Apple HomeKit presents a challenge with its cap of 100 scenes. Adding more isn’t feasible. The rationale behind Apple’s persistent adherence to this limit remains a mystery. However, fret not – there are ingenious strategies to reclaim room within your HomeKit setup.

Easily Locate Empty Scenes

If you’ve already hit the 100-scene threshold, odds are some scenes are gathering digital dust. If you have deleted devices, the corresponding scenes remain empty. You can, of course, check each scene individually. However, it is much faster with the maintenance feature of Controller for HomeKit. Here you will see Apple-exclusive scenes as well as empty scenes. This way you can quickly and easily identify scenes that are no longer needed and delete them.

Show empty HomeKit scenes

Note: You can leave Apple-exclusive scenes untouched. These encompass actions inaccessible to third-party developers – like controlling speakers and TVs. Since these scenes appear empty to developers, such scenes will also be displayed to you at this point.

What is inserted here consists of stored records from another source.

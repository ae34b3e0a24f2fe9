//! Positional merge of extraction records back onto the input dataset.
//!
//! Output row *i* is input row *i* plus record *i*. The merged table is then
//! split in two: a content table, and a markup table holding the bulky raw
//! markup with its status code. Both keep a leading `row` column so they
//! can be joined again later.

use crate::error::HydrateError;
use crate::models::{Dataset, ExtractionRecord};
use serde_json::Value;
use tracing::debug;

/// Positional index column present in every output table.
pub const ROW_COLUMN: &str = "row";

/// Record fields that go to the content table, in output order.
pub const CONTENT_FIELDS: [&str; 8] = [
    "title",
    "authors",
    "keywords",
    "summary",
    "text",
    "top_image",
    "images",
    "videos",
];

/// Record fields that go to the markup table, in output order.
pub const MARKUP_FIELDS: [&str; 2] = ["markup", "http_code"];

/// A rectangular table of rendered cells.
#[derive(Debug, Clone, Default, PartialEq, Eq)]
pub struct Table {
    pub columns: Vec<String>,
    pub rows: Vec<Vec<String>>,
}

impl Table {
    pub fn len(&self) -> usize {
        self.rows.len()
    }

    pub fn is_empty(&self) -> bool {
        self.rows.is_empty()
    }

    pub fn column_index(&self, name: &str) -> Option<usize> {
        self.columns.iter().position(|c| c == name)
    }
}

/// Input fields and record fields merged by position.
///
/// Layout per row: `row`, every input column, the eight content fields,
/// `markup`, `http_code`.
#[derive(Debug, Clone, PartialEq, Eq)]
pub struct HydratedDataset {
    pub columns: Vec<String>,
    pub rows: Vec<Vec<String>>,
    input_width: usize,
}

impl HydratedDataset {
    pub fn len(&self) -> usize {
        self.rows.len()
    }

    pub fn is_empty(&self) -> bool {
        self.rows.is_empty()
    }

    /// Split into the content table and the markup table.
    ///
    /// With `content_http_code` the content table also keeps `http_code`,
    /// which saves a later correction pass.
    pub fn split(self, content_http_code: bool) -> (Table, Table) {
        let content_end = 1 + self.input_width + CONTENT_FIELDS.len();
        let http_code_at = content_end + 1;

        let mut content_columns = self.columns[..content_end].to_vec();
        if content_http_code {
            content_columns.push(self.columns[http_code_at].clone());
        }
        let markup_columns: Vec<String> = std::iter::once(ROW_COLUMN)
            .chain(MARKUP_FIELDS)
            .map(str::to_string)
            .collect();

        let mut content_rows = Vec::with_capacity(self.rows.len());
        let mut markup_rows = Vec::with_capacity(self.rows.len());
        for mut row in self.rows {
            let tail = row.split_off(content_end);
            let mut markup_row = Vec::with_capacity(MARKUP_FIELDS.len() + 1);
            markup_row.push(row[0].clone());
            markup_row.extend(tail);
            if content_http_code {
                row.push(markup_row[2].clone());
            }
            content_rows.push(row);
            markup_rows.push(markup_row);
        }

        (
            Table {
                columns: content_columns,
                rows: content_rows,
            },
            Table {
                columns: markup_columns,
                rows: markup_rows,
            },
        )
    }
}

/// Render an input cell: strings verbatim, null as empty, anything else as JSON.
fn input_cell(value: Option<&Value>) -> String {
    match value {
        None | Some(Value::Null) => String::new(),
        Some(Value::String(s)) => s.clone(),
        Some(other) => other.to_string(),
    }
}

fn record_cells(record: ExtractionRecord) -> Result<Vec<String>, HydrateError> {
    Ok(vec![
        record.title,
        serde_json::to_string(&record.authors)?,
        serde_json::to_string(&record.keywords)?,
        record.summary,
        record.text,
        record.top_image,
        serde_json::to_string(&record.images)?,
        serde_json::to_string(&record.videos)?,
        record.markup,
        record.http_code.to_string(),
    ])
}

/// Merge extraction records onto the dataset they were produced from.
///
/// Records are consumed so their text and markup move into the merged rows
/// instead of being copied.
///
/// # Errors
///
/// [`HydrateError::SchemaMismatch`] when the two sides differ in length.
/// The batch is aborted rather than truncated.
pub fn merge(
    original: &Dataset,
    extracted: Vec<ExtractionRecord>,
) -> Result<HydratedDataset, HydrateError> {
    if original.len() != extracted.len() {
        return Err(HydrateError::SchemaMismatch {
            original: original.len(),
            extracted: extracted.len(),
        });
    }

    let columns: Vec<String> = std::iter::once(ROW_COLUMN)
        .map(str::to_string)
        .chain(original.columns.iter().cloned())
        .chain(CONTENT_FIELDS.iter().chain(&MARKUP_FIELDS).map(|f| f.to_string()))
        .collect();

    let rows = original
        .rows
        .iter()
        .zip(extracted)
        .enumerate()
        .map(|(i, (input, record))| {
            let mut row = Vec::with_capacity(columns.len());
            row.push(i.to_string());
            row.extend(original.columns.iter().map(|c| input_cell(input.get(c))));
            row.extend(record_cells(record)?);
            Ok(row)
        })
        .collect::<Result<Vec<_>, HydrateError>>()?;

    debug!(rows = rows.len(), columns = columns.len(), "Merged extraction records");
    Ok(HydratedDataset {
        columns,
        rows,
        input_width: original.columns.len(),
    })
}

Creating Automations without Scenes

While third-party apps can only create automations with scenes, devices can be selected and controlled directly via the Apple Home app. If you’ve already deleted empty scenes and still hit the limit, it’s worth recreating simple automations via the Home app without scenes. By “simple” automations, we mean those that do not have complex triggers or conditions. These cannot be created via the Apple Home app.

HomeKit Automations: With and Without Scenes
Left: Automation in Apple Home that directly controls a device – Right: Automation in Apple Home that controls a scene.

You also have the option to create complex automations in another HomeKit app first and then edit them in the Apple Home app. Even if the Apple Home app doesn’t display all the triggers and conditions correctly, they will remain if you replace the scene with direct device controls.